In a statement to reporters, López’s staff described his release as a “unilateral” decision by the government, not the result of a quid pro quo negotiation.
Venezuela has been on a hair-trigger in recent weeks, as the Maduro government pushes forward with a widely condemned plan to hold a “constituent assembly” that will have the power to rewrite the country’s constitution. The government has set July 30 as the date for voters to begin electing delegates to the assembly, which opponents of the government say they will boycott.
On Wednesday, armed pro-government supporters forced their way inside Venezuela’s parliament and beat up several opposition lawmakers, a shocking attack that deepened fears of an increasingly bloody confrontation. Nearly 100 Venezuelans have died in the past three months of political unrest, with near-daily clashes between protesters and security forces.
Letting López out of prison seems unlikely to cool the streets, analysts said, nor convince Maduro’s critics that his government has had a sudden democratic awakening.

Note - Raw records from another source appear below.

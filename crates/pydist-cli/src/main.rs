#![deny(clippy::all, warnings)]

use std::path::{Path, PathBuf};
use std::str::FromStr;
use std::time::Duration;

use anyhow::{anyhow, bail, Result};
use clap::{Parser, Subcommand};
use pep508_rs::Requirement;
use serde_json::json;

use pydist_core::{
    default_translator, register_finders, resolve_cache_root, DirectoryCrawler, Interpreter,
    Obtainer, Translate,
};

#[derive(Parser)]
#[command(
    name = "pydist",
    version,
    about = "Resolve Python package requirements into installable artifacts"
)]
struct Cli {
    /// Emit machine-readable JSON instead of text.
    #[arg(long, global = true)]
    json: bool,
    #[command(subcommand)]
    command: Command,
}

#[derive(Subcommand)]
enum Command {
    /// Resolve one requirement to a ready distribution.
    Resolve {
        /// Requirement to resolve, e.g. `psutil==0.6.1`.
        requirement: String,
        /// Directories whose files are candidate archives.
        #[arg(long = "find-links", required = true)]
        find_links: Vec<PathBuf>,
        /// Install cache root; defaults to the platform cache directory or
        /// `PYDIST_CACHE_PATH`.
        #[arg(long)]
        cache: Option<PathBuf>,
        /// Fetch timeout in seconds.
        #[arg(long)]
        timeout: Option<u64>,
    },
}

fn main() -> Result<()> {
    let cli = Cli::parse();
    init_tracing();
    match &cli.command {
        Command::Resolve {
            requirement,
            find_links,
            cache,
            timeout,
        } => resolve(&cli, requirement, find_links, cache.as_deref(), *timeout),
    }
}

fn init_tracing() {
    let filter = std::env::var("PYDIST_LOG").unwrap_or_else(|_| "warn".to_string());
    let subscriber = tracing_subscriber::fmt()
        .with_env_filter(filter)
        .with_target(false)
        .with_level(true)
        .finish();
    let _ = tracing::subscriber::set_global_default(subscriber);
}

fn resolve(
    cli: &Cli,
    spec: &str,
    find_links: &[PathBuf],
    cache: Option<&Path>,
    timeout: Option<u64>,
) -> Result<()> {
    let requirement =
        Requirement::from_str(spec).map_err(|err| anyhow!("invalid requirement {spec}: {err}"))?;
    register_finders();

    let cache_root = match cache {
        Some(path) => {
            std::fs::create_dir_all(path)?;
            path.to_path_buf()
        }
        None => resolve_cache_root()?.path,
    };
    let interpreter = Interpreter::discover()?;
    let obtainer = Obtainer::new(DirectoryCrawler::with_roots(find_links.to_vec()));
    let translator = default_translator(
        &cache_root,
        interpreter,
        timeout.map(Duration::from_secs),
    );

    for package in obtainer.iter(&requirement)? {
        let Some(dist) = translator.translate(&package) else {
            continue; // recoverable decline; try the next candidate
        };
        if cli.json {
            let payload = json!({
                "name": dist.name,
                "version": dist.version.to_string(),
                "location": dist.location,
                "files": dist.files,
            });
            println!("{}", serde_json::to_string_pretty(&payload)?);
        } else {
            println!("{} {} {}", dist.name, dist.version, dist.location.display());
        }
        return Ok(());
    }
    bail!("no candidate for {spec} could be translated")
}
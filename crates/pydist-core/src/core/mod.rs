pub mod config;
pub mod crawl;
pub mod fetch;
pub mod finder;
pub mod installer;
pub mod interpreter;
pub mod obtainer;
pub mod tooling;
pub mod translator;
pub mod unpack;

“Did the government merely do this to relieve some international pressure?” said Phil Gunson, a Caracas-based analyst for the International Crisis Group. “Seems hardly plausible, since by conceding this major point they only encourage the opposition – internal and external – to go for more.”
Opposition leaders pledged to continue marching, urging Venezuelans to join them in “100 days of struggle ” that would kick off with mass demonstrations Sunday morning.